» **INFORMATION**:
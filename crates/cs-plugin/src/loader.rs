//! Plugin discovery and activation.
//!
//! # Manifests
//!
//! A plugin is activated by a file `<name>.plugin` in the plugin directory.
//! The file may be empty.  Non-empty manifests are line-oriented:
//!
//! ```text
//! # comment
//! name = stress
//! ```
//!
//! `name` overrides the file stem; other keys are ignored.  Manifests are
//! processed in file-name order and a plugin named twice is activated once.

use std::fs;
use std::path::{Path, PathBuf};

use cs_task::TaskList;

use crate::registrar::StagedTables;
use crate::{Plugin, PluginError, PluginRegistrar, PluginResult};

/// File extension of plugin manifests.
pub const MANIFEST_EXTENSION: &str = "plugin";

/// The set of plugins linked into the binary, waiting for activation.
#[derive(Default)]
pub struct PluginLoader {
    available: Vec<Box<dyn Plugin>>,
}

impl PluginLoader {
    pub fn new() -> Self {
        Self::default()
    }

    /// Chaining form of [`add`][Self::add].
    pub fn with(mut self, plugin: Box<dyn Plugin>) -> Self {
        self.add(plugin);
        self
    }

    /// Make `plugin` available for activation.  A plugin with the same name
    /// is replaced.
    pub fn add(&mut self, plugin: Box<dyn Plugin>) {
        if let Some(slot) = self.available.iter_mut().find(|p| p.name() == plugin.name()) {
            log::warn!("plugin {:?} made available twice; keeping the later one", plugin.name());
            *slot = plugin;
        } else {
            self.available.push(plugin);
        }
    }

    /// Names of the available plugins, sorted.
    pub fn available_names(&self) -> Vec<&str> {
        let mut names: Vec<&str> = self.available.iter().map(|p| p.name()).collect();
        names.sort_unstable();
        names
    }

    /// Plugin names requested by the manifests in `dir`.
    ///
    /// A missing directory or an unreadable manifest is logged and skipped.
    pub fn discover(dir: &Path) -> Vec<String> {
        let entries = match fs::read_dir(dir) {
            Ok(entries) => entries,
            Err(e) => {
                log::warn!("plugin directory {}: {e}", dir.display());
                return Vec::new();
            }
        };

        let mut manifests: Vec<PathBuf> = entries
            .filter_map(Result::ok)
            .map(|entry| entry.path())
            .filter(|path| path.is_file() && path.extension().is_some_and(|ext| ext == MANIFEST_EXTENSION))
            .collect();
        manifests.sort();

        let mut names: Vec<String> = Vec::new();
        for path in manifests {
            match read_manifest(&path) {
                Ok(name) if names.contains(&name) => {
                    log::debug!("plugin {name:?} requested again by {}", path.display());
                }
                Ok(name) => names.push(name),
                Err(e) => log::warn!("{e}; skipping"),
            }
        }
        names
    }

    /// Activate the plugins requested by manifests in `dir`.
    pub fn load(self, dir: &Path, registrar: &mut PluginRegistrar<'_>) -> LoadedPlugins {
        log::info!("scanning {} for plugin manifests", dir.display());
        let names = Self::discover(dir);
        self.load_named(&names, registrar)
    }

    /// Activate the named plugins, in order.
    ///
    /// Unknown names and plugins whose `register` fails are logged and left
    /// out; neither stops the remaining plugins from loading.  A plugin's
    /// bindings reach `registrar` only once its `register` has succeeded.
    pub fn load_named<S: AsRef<str>>(mut self, names: &[S], registrar: &mut PluginRegistrar<'_>) -> LoadedPlugins {
        let mut loaded = LoadedPlugins::default();
        for name in names {
            let name = name.as_ref();
            let Some(pos) = self.available.iter().position(|p| p.name() == name) else {
                log::warn!("no plugin named {name:?} is available; skipping");
                continue;
            };
            let plugin = self.available.swap_remove(pos);
            let mut staged = StagedTables::default();
            let registered = plugin.register(&mut staged.registrar());
            match registered {
                Ok(()) => {
                    registrar.commit(staged);
                    log::info!("plugin {name:?} loaded");
                    loaded.plugins.push(plugin);
                }
                Err(e) => log::warn!("{e}; plugin {name:?} not loaded"),
            }
        }
        loaded
    }
}

fn read_manifest(path: &Path) -> PluginResult<String> {
    let text = fs::read_to_string(path).map_err(|source| PluginError::Manifest {
        path: path.display().to_string(),
        source,
    })?;

    let mut name = path
        .file_stem()
        .map(|stem| stem.to_string_lossy().into_owned())
        .unwrap_or_default();
    for line in text.lines().map(str::trim) {
        if line.is_empty() || line.starts_with('#') {
            continue;
        }
        match line.split_once('=') {
            Some((key, value)) if key.trim() == "name" => name = value.trim().to_owned(),
            _ => log::debug!("{}: ignoring {line:?}", path.display()),
        }
    }
    Ok(name)
}

/// The plugins that registered successfully, in activation order.
#[derive(Default)]
pub struct LoadedPlugins {
    plugins: Vec<Box<dyn Plugin>>,
}

impl LoadedPlugins {
    pub fn names(&self) -> Vec<&str> {
        self.plugins.iter().map(|p| p.name()).collect()
    }

    pub fn contains(&self, name: &str) -> bool {
        self.plugins.iter().any(|p| p.name() == name)
    }

    pub fn len(&self) -> usize {
        self.plugins.len()
    }

    pub fn is_empty(&self) -> bool {
        self.plugins.is_empty()
    }

    /// Fail with [`PluginError::MissingRequired`] unless every name in
    /// `required` is loaded.
    pub fn require<S: AsRef<str>>(&self, required: &[S]) -> PluginResult<()> {
        let missing: Vec<String> = required
            .iter()
            .map(|name| name.as_ref())
            .filter(|name| !self.contains(name))
            .map(str::to_owned)
            .collect();
        if missing.is_empty() { Ok(()) } else { Err(PluginError::MissingRequired(missing)) }
    }

    /// Let every loaded plugin add its tasks, in activation order.
    pub fn attach_all(&self, tasks: &mut TaskList) {
        for plugin in &self.plugins {
            plugin.attach(tasks);
        }
    }
}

» **WHAT YOU NEED TO DO**: Lines of the material that hold the word "push" should be counted, and the number alone given.

» **RESPONSE AREA**: 3